§ **Action item**
Copy each line of the entries that contains the word "EngineConfig".

=== Entries shown ===

#![allow(dead_code)]

use lineflow_db::{Item, LineflowDb};
use lineflow_engine::{BatchOp, BatchResult, CancellationToken, Engine, EngineConfig, LotOptions};
use lineflow_lifecycle::{Actor, Payload, Phase};
use tempfile::TempDir;

pub fn admin() -> Actor {
    Actor::new("admin", "UA")
}

pub async fn engine_with(config: EngineConfig) -> (Engine, TempDir) {
    let tmp = TempDir::new().unwrap();
    let db = LineflowDb::open(tmp.path().join("lineflow.sqlite3")).await.unwrap();
    let engine = Engine::new(db, config);
    engine.seed().await.unwrap();
    (engine, tmp)
}

pub async fn seeded_engine() -> (Engine, TempDir) {
    engine_with(EngineConfig::default()).await
}

pub async fn run(engine: &Engine, text: &str, op: BatchOp, actor: &Actor) -> BatchResult {
    engine
        .reconcile(text, op, actor, LotOptions::default(), &CancellationToken::new())
        .await
        .unwrap()
}

pub async fn register(engine: &Engine, serials: &[&str]) {
    let text = serials.join("\n");
    let result = run(engine, &text, BatchOp::Create, &admin()).await;
    assert_eq!(result.accepted as usize, serials.len());
}

/// Register `serial` and administratively place it in `phase`.
pub async fn item_in(engine: &Engine, serial: &str, phase: Phase) -> Item {
    register(engine, &[serial]).await;
    if phase != Phase::Registro {
        engine
            .transition(serial, phase, &admin(), Payload::None)
            .await
            .unwrap();
    }
    item(engine, serial).await
}

pub async fn item(engine: &Engine, serial: &str) -> Item {
    engine.db().item_by_serial(serial).await.unwrap().unwrap()
}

===

§ **Answer to this task**
use lineflow_engine::{BatchOp, BatchResult, CancellationToken, Engine, EngineConfig, LotOptions};
pub async fn engine_with(config: EngineConfig) -> (Engine, TempDir) {
    engine_with(EngineConfig::default()).await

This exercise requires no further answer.